Tema, Tema (GH)
Constantinos Doxiadis
Abstract
In 1957, Prime Minister Kwame Nkrumah declared Ghana independent. While Ghana was still a British colony, the decision was made to build Tema Harbour, as part of the Volta River Project. Along the way, it was decided that an entire new city in this area was needed. An English planning team began this process in the 1950s, but their carefully designed, winding road patterns didn’t provide the fast paced and rational image that Nkrumah was after. In 1960 he hired Greek planner Constantinos Doxiadis to speed and scale things up as well as rationalize the urban plan.
Doxiadis’s plan for Tema was based on a mathematical system that was rigidly hierarchical, with roads in eight different classes ranging from footpaths connecting houses (Road I) to highways (Road VIII), and residential areas ranging from a small cluster of houses (Community Class I) to the city as a whole (CC V) and even to the larger scale of the metropolitan region (CC VI).

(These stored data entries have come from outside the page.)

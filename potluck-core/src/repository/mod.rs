pub mod postgres;

use async_trait::async_trait;

use crate::error::Result;
use crate::model::{Lookup, NewRecipe, RecipeFilter, RecipeRecord};

pub use postgres::PostgresRecipeRepository;

/// Data access contract for the recipe catalog.
///
/// Implementations issue parameterized queries against the store and map rows
/// to plain records. Absent filter fields must impose no constraint on the
/// result set. "No matching row" is an absent value, never an error; errors
/// are reserved for store failures.
#[async_trait]
pub trait RecipeRepository: Send + Sync {
    /// Fetch one recipe by id, joined with its category and variant names.
    async fn fetch_recipe(&self, id: i32) -> Result<Option<RecipeRecord>>;

    /// Fetch one page of recipes matching the filter, ordered by id.
    async fn list_recipes(
        &self,
        filter: &RecipeFilter,
        limit: i64,
        offset: i64,
    ) -> Result<Vec<RecipeRecord>>;

    /// Count all recipes matching the filter.
    async fn count_recipes(&self, filter: &RecipeFilter) -> Result<i64>;

    /// Uniformly pick one recipe from the filtered set.
    async fn random_recipe(&self, filter: &RecipeFilter) -> Result<Option<RecipeRecord>>;

    /// Insert a new recipe and return its assigned id.
    async fn insert_recipe(&self, recipe: &NewRecipe) -> Result<i32>;

    /// Replace every field of an existing recipe. Returns false when no row
    /// has the given id.
    async fn replace_recipe(&self, id: i32, recipe: &NewRecipe) -> Result<bool>;

    /// Delete a recipe. Returns false when no row has the given id.
    async fn delete_recipe(&self, id: i32) -> Result<bool>;

    /// All categories, ordered by name.
    async fn list_categories(&self) -> Result<Vec<Lookup>>;

    /// All variants, ordered by name.
    async fn list_variants(&self) -> Result<Vec<Lookup>>;
}
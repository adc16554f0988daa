use std::fmt;
use std::str::FromStr;

use serde::{Deserialize, Serialize};

use crate::error::RecipeError;

/// Recipe difficulty. Stored as lowercase text, constrained by a CHECK in the
/// schema, and validated here before any query is issued.
#[derive(Debug, Clone, Copy, PartialEq, Eq, Serialize, Deserialize)]
#[serde(rename_all = "lowercase")]
pub enum SkillLevel {
    Beginner,
    Intermediate,
    Advanced,
}

impl SkillLevel {
    pub fn all() -> &'static [SkillLevel] {
        use SkillLevel::*;
        &[Beginner, Intermediate, Advanced]
    }

    pub fn as_str(&self) -> &'static str {
        match self {
            SkillLevel::Beginner => "beginner",
            SkillLevel::Intermediate => "intermediate",
            SkillLevel::Advanced => "advanced",
        }
    }
}

impl fmt::Display for SkillLevel {
    fn fmt(&self, f: &mut fmt::Formatter<'_>) -> fmt::Result {
        write!(f, "{}", self.as_str())
    }
}

impl FromStr for SkillLevel {
    type Err = RecipeError;

    fn from_str(s: &str) -> Result<Self, Self::Err> {
        match s {
            "beginner" => Ok(SkillLevel::Beginner),
            "intermediate" => Ok(SkillLevel::Intermediate),
            "advanced" => Ok(SkillLevel::Advanced),
            other => Err(RecipeError::InvalidParams(format!(
                "invalid skill_level: {other}"
            ))),
        }
    }
}

/// API-facing recipe record, exactly as it serializes onto the wire.
#[derive(Debug, Clone, PartialEq, Serialize, Deserialize)]
pub struct Recipe {
    pub id: i32,
    pub title: String,
    pub description: String,
    pub ingredients: String,
    pub instructions: String,
    pub cooking_time: i32,
    pub skill_level: SkillLevel,
    pub category_id: i32,
    pub category_name: String,
    pub variant_id: i32,
    pub variant_name: String,
    #[serde(default, skip_serializing_if = "Option::is_none")]
    pub image_url: Option<String>,
    pub servings: i32,
}

/// Row record produced by the data layer: the recipe columns joined with the
/// denormalized category and variant names.
#[derive(Debug, Clone, PartialEq)]
pub struct RecipeRecord {
    pub id: i32,
    pub title: String,
    pub description: String,
    pub ingredients: String,
    pub instructions: String,
    pub cooking_time: i32,
    pub skill_level: SkillLevel,
    pub category_id: i32,
    pub category_name: String,
    pub variant_id: i32,
    pub variant_name: String,
    pub image_url: Option<String>,
    pub servings: i32,
}

impl From<RecipeRecord> for Recipe {
    fn from(record: RecipeRecord) -> Self {
        Recipe {
            id: record.id,
            title: record.title,
            description: record.description,
            ingredients: record.ingredients,
            instructions: record.instructions,
            cooking_time: record.cooking_time,
            skill_level: record.skill_level,
            category_id: record.category_id,
            category_name: record.category_name,
            variant_id: record.variant_id,
            variant_name: record.variant_name,
            image_url: record.image_url,
            servings: record.servings,
        }
    }
}

/// Category or variant row. Read-only lookups referenced by recipes.
#[derive(Debug, Clone, PartialEq, Serialize, Deserialize)]
pub struct Lookup {
    pub id: i32,
    pub name: String,
    #[serde(default, skip_serializing_if = "Option::is_none")]
    pub description: Option<String>,
}

/// Raw filter input as it arrives from a query string or spin body. The
/// skill level is still free text at this point; [`crate::service`] validates
/// it into a [`RecipeFilter`] before the data layer sees it.
#[derive(Debug, Clone, Default, Deserialize)]
pub struct RecipeFilterParams {
    pub search: Option<String>,
    pub skill_level: Option<String>,
    pub variant_id: Option<i32>,
    pub category_id: Option<i32>,
    pub max_cooking_time: Option<i32>,
}

/// Validated filter set handed to the data layer. Every field is optional;
/// absent fields impose no constraint on the query.
#[derive(Debug, Clone, Default)]
pub struct RecipeFilter {
    pub search: Option<String>,
    pub skill_level: Option<SkillLevel>,
    pub variant_id: Option<i32>,
    pub category_id: Option<i32>,
    pub max_cooking_time: Option<i32>,
}

/// Raw create/update payload. Validated by the service into a [`NewRecipe`].
#[derive(Debug, Clone, Deserialize)]
pub struct RecipeDraft {
    pub title: String,
    pub description: String,
    pub ingredients: String,
    pub instructions: String,
    pub cooking_time: i32,
    pub skill_level: String,
    pub category_id: i32,
    pub variant_id: i32,
    #[serde(default)]
    pub image_url: Option<String>,
    pub servings: i32,
}

/// Validated full-record write payload for insert and replace.
#[derive(Debug, Clone)]
pub struct NewRecipe {
    pub title: String,
    pub description: String,
    pub ingredients: String,
    pub instructions: String,
    pub cooking_time: i32,
    pub skill_level: SkillLevel,
    pub category_id: i32,
    pub variant_id: i32,
    pub image_url: Option<String>,
    pub servings: i32,
}

/// Pagination metadata returned alongside a recipe page.
#[derive(Debug, Clone, Copy, PartialEq, Eq, Serialize, Deserialize)]
pub struct PageMeta {
    pub total: i64,
    pub page: i64,
    pub per_page: i64,
    pub total_pages: i64,
}

/// One page of recipes plus its metadata.
#[derive(Debug, Clone, Serialize, Deserialize)]
pub struct RecipePage {
    pub data: Vec<Recipe>,
    pub meta: PageMeta,
}
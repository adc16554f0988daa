use axum::{
    Json,
    body::Bytes,
    extract::{
        Path, Query, State,
        rejection::{JsonRejection, QueryRejection},
    },
    http::StatusCode,
    response::IntoResponse,
};
use serde::Deserialize;
use serde_json::json;

use potluck_core::service::{DEFAULT_PAGE, DEFAULT_PER_PAGE, MAX_PER_PAGE};
use potluck_core::{RecipeDraft, RecipeFilterParams};

use crate::errors::{ApiError, ApiResult};
use crate::state::AppState;

/// Raw query parameters for GET /api/recipes. Everything arrives as text so
/// parse failures produce this API's error bodies instead of axum's.
#[derive(Debug, Default, Deserialize)]
pub struct ListRecipesQuery {
    pub search: Option<String>,
    pub skill_level: Option<String>,
    pub variant_id: Option<String>,
    pub category_id: Option<String>,
    pub max_cooking_time: Option<String>,
    pub page: Option<String>,
    pub per_page: Option<String>,
}

/// GET /api/recipes
pub async fn list_recipes(
    State(state): State<AppState>,
    query: Result<Query<ListRecipesQuery>, QueryRejection>,
) -> ApiResult<impl IntoResponse> {
    let Query(query) =
        query.map_err(|_| ApiError::bad_request("invalid query parameters"))?;

    let params = RecipeFilterParams {
        search: present(query.search),
        skill_level: present(query.skill_level),
        variant_id: parse_id_filter(query.variant_id.as_deref(), "invalid variant_id")?,
        category_id: parse_id_filter(query.category_id.as_deref(), "invalid category_id")?,
        max_cooking_time: parse_id_filter(
            query.max_cooking_time.as_deref(),
            "invalid max_cooking_time",
        )?,
    };
    let page = parse_page(query.page.as_deref())?;
    let per_page = parse_per_page(query.per_page.as_deref())?;

    let listing = state
        .recipes
        .list_recipes(params, page, per_page)
        .await
        .map_err(|err| ApiError::from_domain(err, "failed to fetch recipes"))?;

    Ok(Json(listing))
}

/// GET /api/recipes/{id}
pub async fn get_recipe(
    State(state): State<AppState>,
    Path(id): Path<String>,
) -> ApiResult<impl IntoResponse> {
    let id = parse_recipe_id(&id)?;

    let recipe = state
        .recipes
        .get_recipe(id)
        .await
        .map_err(|err| ApiError::from_domain(err, "failed to fetch recipe"))?;

    Ok(Json(json!({ "data": recipe })))
}

/// POST /api/spin
///
/// The filter body is optional; an empty body spins across the whole catalog.
pub async fn spin(
    State(state): State<AppState>,
    body: Bytes,
) -> ApiResult<impl IntoResponse> {
    let params = if body.is_empty() {
        RecipeFilterParams::default()
    } else {
        serde_json::from_slice::<RecipeFilterParams>(&body)
            .map_err(|_| ApiError::bad_request("invalid request body"))?
    };

    let recipe = state
        .recipes
        .random_recipe(params)
        .await
        .map_err(|err| ApiError::from_domain(err, "failed to spin wheel"))?;

    Ok(Json(json!({ "recipe": recipe })))
}

/// POST /api/recipes
pub async fn create_recipe(
    State(state): State<AppState>,
    payload: Result<Json<RecipeDraft>, JsonRejection>,
) -> ApiResult<impl IntoResponse> {
    let Json(draft) =
        payload.map_err(|_| ApiError::bad_request("invalid request body"))?;

    let recipe = state
        .recipes
        .create_recipe(draft)
        .await
        .map_err(|err| ApiError::from_domain(err, "failed to create recipe"))?;

    Ok((StatusCode::CREATED, Json(json!({ "data": recipe }))))
}

/// PUT /api/recipes/{id}
pub async fn update_recipe(
    State(state): State<AppState>,
    Path(id): Path<String>,
    payload: Result<Json<RecipeDraft>, JsonRejection>,
) -> ApiResult<impl IntoResponse> {
    let id = parse_recipe_id(&id)?;
    let Json(draft) =
        payload.map_err(|_| ApiError::bad_request("invalid request body"))?;

    let recipe = state
        .recipes
        .update_recipe(id, draft)
        .await
        .map_err(|err| ApiError::from_domain(err, "failed to update recipe"))?;

    Ok(Json(json!({ "data": recipe })))
}

/// DELETE /api/recipes/{id}
pub async fn delete_recipe(
    State(state): State<AppState>,
    Path(id): Path<String>,
) -> ApiResult<impl IntoResponse> {
    let id = parse_recipe_id(&id)?;

    state
        .recipes
        .delete_recipe(id)
        .await
        .map_err(|err| ApiError::from_domain(err, "failed to delete recipe"))?;

    Ok(Json(json!({ "message": "recipe deleted successfully" })))
}

fn present(value: Option<String>) -> Option<String> {
    value.filter(|v| !v.is_empty())
}

/// Numeric filters reject only values that fail to parse; range is the
/// store's concern.
fn parse_id_filter(
    raw: Option<&str>,
    message: &'static str,
) -> Result<Option<i32>, ApiError> {
    let Some(raw) = raw.filter(|s| !s.is_empty()) else {
        return Ok(None);
    };
    raw.parse::<i32>()
        .map(Some)
        .map_err(|_| ApiError::bad_request(message))
}

fn parse_page(raw: Option<&str>) -> Result<i64, ApiError> {
    let Some(raw) = raw.filter(|s| !s.is_empty()) else {
        return Ok(DEFAULT_PAGE);
    };
    match raw.parse::<i64>() {
        Ok(page) if page >= 1 => Ok(page),
        _ => Err(ApiError::bad_request("invalid page")),
    }
}

fn parse_per_page(raw: Option<&str>) -> Result<i64, ApiError> {
    let Some(raw) = raw.filter(|s| !s.is_empty()) else {
        return Ok(DEFAULT_PER_PAGE);
    };
    match raw.parse::<i64>() {
        Ok(per_page) if (1..=MAX_PER_PAGE).contains(&per_page) => Ok(per_page),
        _ => Err(ApiError::bad_request("invalid per_page (must be 1-100)")),
    }
}

fn parse_recipe_id(raw: &str) -> Result<i32, ApiError> {
    match raw.parse::<i32>() {
        Ok(id) if id >= 1 => Ok(id),
        _ => Err(ApiError::bad_request("invalid recipe ID")),
    }
}

#[cfg(test)]
mod tests {
    use super::*;

    #[test]
    fn absent_or_blank_paging_falls_back_to_defaults() {
        assert_eq!(parse_page(None).unwrap(), 1);
        assert_eq!(parse_page(Some("")).unwrap(), 1);
        assert_eq!(parse_per_page(None).unwrap(), 10);
        assert_eq!(parse_per_page(Some("")).unwrap(), 10);
    }

    #[test]
    fn explicit_bad_page_is_rejected() {
        for raw in ["0", "-1", "abc", "1.5"] {
            let err = parse_page(Some(raw)).unwrap_err();
            assert_eq!(err.message, "invalid page", "input {raw:?}");
        }
    }

    #[test]
    fn per_page_is_bounded_to_one_through_one_hundred() {
        assert_eq!(parse_per_page(Some("1")).unwrap(), 1);
        assert_eq!(parse_per_page(Some("100")).unwrap(), 100);
        for raw in ["0", "101", "abc"] {
            let err = parse_per_page(Some(raw)).unwrap_err();
            assert_eq!(err.message, "invalid per_page (must be 1-100)", "input {raw:?}");
        }
    }

    #[test]
    fn id_filters_pass_numbers_and_reject_garbage() {
        assert_eq!(parse_id_filter(Some("7"), "invalid variant_id").unwrap(), Some(7));
        assert_eq!(parse_id_filter(Some("-3"), "invalid variant_id").unwrap(), Some(-3));
        assert_eq!(parse_id_filter(None, "invalid variant_id").unwrap(), None);
        assert_eq!(parse_id_filter(Some(""), "invalid variant_id").unwrap(), None);

        let err = parse_id_filter(Some("seven"), "invalid variant_id").unwrap_err();
        assert_eq!(err.message, "invalid variant_id");
    }

    #[test]
    fn recipe_ids_must_be_positive_integers() {
        assert_eq!(parse_recipe_id("12").unwrap(), 12);
        for raw in ["0", "-4", "abc", "12abc"] {
            let err = parse_recipe_id(raw).unwrap_err();
            assert_eq!(err.message, "invalid recipe ID", "input {raw:?}");
        }
    }
}
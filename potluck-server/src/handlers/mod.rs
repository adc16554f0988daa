pub mod health;
pub mod lookups;
pub mod recipes;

The familiar hierarchical order of the English New Towns was significantly enlarged in scale. Doxiadis systematized and took all whimsicalities and irregularities out of the existing urban plan. The first two (already built) Communities of Tema were incorporated in an orthogonal grid of main roads, which delineated a series of identical, numbered neighbourhoods (Communities Class IV), each with their own centre, including shops, high schools and government buildings. Every Community was divided into four smaller parts (CC III), again each with their own centre containing daily shops and primary schools. The direction of the urban grid was slightly diagonal, adjusted to profit from the prevailing direction of the wind.